I’m on my way to Ocean City, Md., via New York City today for my friend Kara’s bachelorette party weekend. But the new series continues, because once you hit this age, it’s pretty much all weddings, all the time.

Joel and I will be married a year this month. It doesn’t feel like it’s been that long. At the same time, I can’t believe we’ve condensed everything that’s happened since into 365 days — not even! Needless to say, I’ve been thinking about all those things, all those other things we’ve learned and the party that started it all. And while the marriage part is the most important (and I have the privilege of sharing some of that now on Start Marriage Right), I thought I would share a little bit of the wedding part here this month.

Enjoy the wedding. Love the marriage.

When Joel and I started premarital counseling at our church, one of the first questions our pastor asked was when did we start to talk about getting married?

We never did; not until Joel proposed. We had never talked about dating either; not until Joel asked me out. Those probably should have been red flags, like the fact Joel was unemployed when we started dating or that, a month or two after that, I started totaling cars with abandon. But when I met Joel, God told me I would marry him, and I just believed if that was God’s plan, that would happen. I wasn’t too worried about it.

The closest we came to talking about getting married was when Joel asked me what kind of “jewelry” I liked. Joel knew what kind of jewelry I liked. He’d made me earrings and necklaces from old Elgin watch pieces and oyster shells and bottle caps and thick, thrift store chains. I was pretty sure he wanted to know what kind of engagement rings I liked. I told him I liked The Tiffany Setting. Not THE Tiffany Setting. But, you know, an engagement ring that looked like an engagement ring.

That was in January or February, more than a year after we had started dating. By summer, I was starting to think I had REALLY misjudged the question. By my birthday in early September, I was starting to make jabs about how much Joel likes to TAKE HIS TIME.

Actually, he was working on it. Literally, working on it with a client of his who is a jewelry designer. We’re incredibly blessed our friends are such tremendously talented people — musicians, photographers, designers, florists, confectioners, bakers, jewelers. We tried to show them off as much as possible at our wedding. He’d taken a picture of The Tiffany Setting and a picture of a paisley (I love paisley!) to Alicja at Morrison Galleries in Geneva, Ill., and asked how they could make a ring out of that.

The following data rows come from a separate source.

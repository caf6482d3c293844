//! Document-level operations on one database

use crate::client::{decode, Client};
use crate::error::{Error, Result};
use serde::de::DeserializeOwned;
use sofa_core::{Document, Revision, ViewRows};
use sofa_protocol::request::db_path;
use sofa_protocol::{Body, DatabaseInfo, Method, Params, Request, WriteResult};
use tracing::debug;
use uuid::Uuid;

/// Options for fetching a single document
#[derive(Debug, Clone, Default, PartialEq, Eq)]
pub struct GetOptions {
    /// Fetch this revision instead of the winner
    pub rev: Option<Revision>,
    /// Ask for `_conflicts`
    pub conflicts: bool,
}

impl GetOptions {
    pub fn rev(mut self, rev: Revision) -> Self {
        self.rev = Some(rev);
        self
    }

    pub fn conflicts(mut self, conflicts: bool) -> Self {
        self.conflicts = conflicts;
        self
    }

    fn to_params(&self) -> Params {
        let mut params = Params::new();
        if let Some(rev) = &self.rev {
            params.push("rev", rev.to_string());
        }
        if self.conflicts {
            params.push("conflicts", "true");
        }
        params
    }
}

/// Handle to a database.
///
/// Creating a handle makes no request; the database may not exist.
#[derive(Debug, Clone)]
pub struct Database {
    client: Client,
    name: String,
}

/// Fresh document id: 32 lowercase hex characters from a random UUID
pub fn generate_id() -> String {
    Uuid::new_v4().simple().to_string()
}

impl Database {
    pub(crate) fn new(client: Client, name: &str) -> Self {
        Self {
            client,
            name: name.to_string(),
        }
    }

    pub fn name(&self) -> &str {
        &self.name
    }

    pub fn client(&self) -> &Client {
        &self.client
    }

    pub async fn info(&self) -> Result<DatabaseInfo> {
        self.client.execute_json(Request::db_info(&self.name)).await
    }

    pub async fn exists(&self) -> Result<bool> {
        match self
            .client
            .execute(Request::new(Method::Head, db_path(&self.name)))
            .await
        {
            Ok(_) => Ok(true),
            Err(e) if e.is_not_found() => Ok(false),
            Err(e) => Err(e),
        }
    }

    /// Fetch the winning revision of a document
    pub async fn get(&self, id: &str) -> Result<Document> {
        self.get_with(id, &GetOptions::default()).await
    }

    pub async fn get_with(&self, id: &str, options: &GetOptions) -> Result<Document> {
        self.client
            .execute_json(Request::get_doc(&self.name, id, options.to_params()))
            .await
    }

    /// Fetch a document and decode it into `T`
    pub async fn get_as<T: DeserializeOwned>(&self, id: &str) -> Result<T> {
        let doc = self.get(id).await?;
        Ok(doc.decode()?)
    }

    /// Create a document.
    ///
    /// A document without `_id` gets a generated one; the write is always a
    /// `PUT` to the final id, so a retried insert cannot create a duplicate.
    pub async fn insert(&self, mut doc: Document) -> Result<WriteResult> {
        let id = match doc.id.clone() {
            Some(id) => id,
            None => {
                let id = generate_id();
                doc.id = Some(id.clone());
                id
            }
        };
        self.put(&id, &doc).await
    }

    /// Create or update a document that carries its own `_id` (and `_rev`
    /// when updating)
    pub async fn save(&self, doc: &Document) -> Result<WriteResult> {
        let id = doc
            .id()
            .ok_or_else(|| sofa_core::Error::InvalidDocument("save requires _id".into()))?;
        self.put(id, doc).await
    }

    /// Write a tombstone for `rev`
    pub async fn delete(&self, id: &str, rev: &Revision) -> Result<WriteResult> {
        let result = self
            .client
            .execute_json(Request::delete_doc(&self.name, id, &rev.to_string()))
            .await?;
        debug!(db = %self.name, id, %rev, "document deleted");
        Ok(result)
    }

    /// `_all_docs`, with the same parameters a view takes
    pub async fn all_docs(&self, params: impl Into<Params>) -> Result<ViewRows> {
        let response = self
            .client
            .execute(Request::all_docs(&self.name, params.into()))
            .await?;
        decode(&response)
    }

    async fn put(&self, id: &str, doc: &Document) -> Result<WriteResult> {
        let body = Body::json(doc)?;
        let result: WriteResult = self
            .client
            .execute_json(Request::put_doc(&self.name, id, body))
            .await?;
        if result.id != id {
            return Err(Error::Decode(format!(
                "write of '{}' acknowledged as '{}'",
                id, result.id
            )));
        }
        debug!(db = %self.name, id, rev = %result.rev, "document written");
        Ok(result)
    }
}

#[cfg(test)]
mod tests {
    use super::*;

    #[test]
    fn test_generated_ids() {
        let a = generate_id();
        let b = generate_id();
        assert_eq!(a.len(), 32);
        assert!(a.chars().all(|c| c.is_ascii_hexdigit() && !c.is_ascii_uppercase()));
        assert_ne!(a, b);
    }

    #[test]
    fn test_get_options_params() {
        let rev = Revision::parse("2-abc").unwrap();
        let params = GetOptions::default().rev(rev).conflicts(true).to_params();
        assert_eq!(params.to_query_string(), "rev=2-abc&conflicts=true");
        assert!(GetOptions::default().to_params().is_empty());
    }
}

The answer was a half-carat diamond set between two paisleys carved into white gold (see Joel’s cell phone photo at the end of this post). If you see it from the top, it looks like a simple solitaire; from the side, the two paisleys peek over top of my wedding band.

Our wedding bands, too, were designed by Alicja at Morrison Galleries. Mine is a simple band with a dotted border on either side of an etched paisley pattern. Joel’s is brushed so it’s not as shiny, with a similar dotted border.

Wedding rings inherently are meaningful, “a sign of the vows by which this man and this woman have bound themselves to each other; through Jesus Christ our Lord,” according to the Book of Common Prayer. But it really meant a lot to me that my husband put that much thought into the “jewelry” I might like (and that he knew me well enough to be RIGHT!).

The other jewelry I wore on my wedding day was equally meaningful: The cross necklace my mom had worn on her wedding day (something borrowed), my great-grandmother’s wedding band (something old; also, engraved inside was the date she married my great-grandfather in Chicago: May 22!) and a pair of earrings my then-roommate and bridesmaid Kristin bought for me at Kohl’s amid an I-can’t-find-any-earrings-for-my-wedding freakout. Joel even wore his great-grandfather’s pocket watch.

Rings: Morrison Galleries, Geneva, Ill.

Read all posts in the “#McMillion Wedding” series here.

Photo credit: All wedding photos by the incomparable Shauna Bittle. Squiggles divider by IROCKSOWHAT.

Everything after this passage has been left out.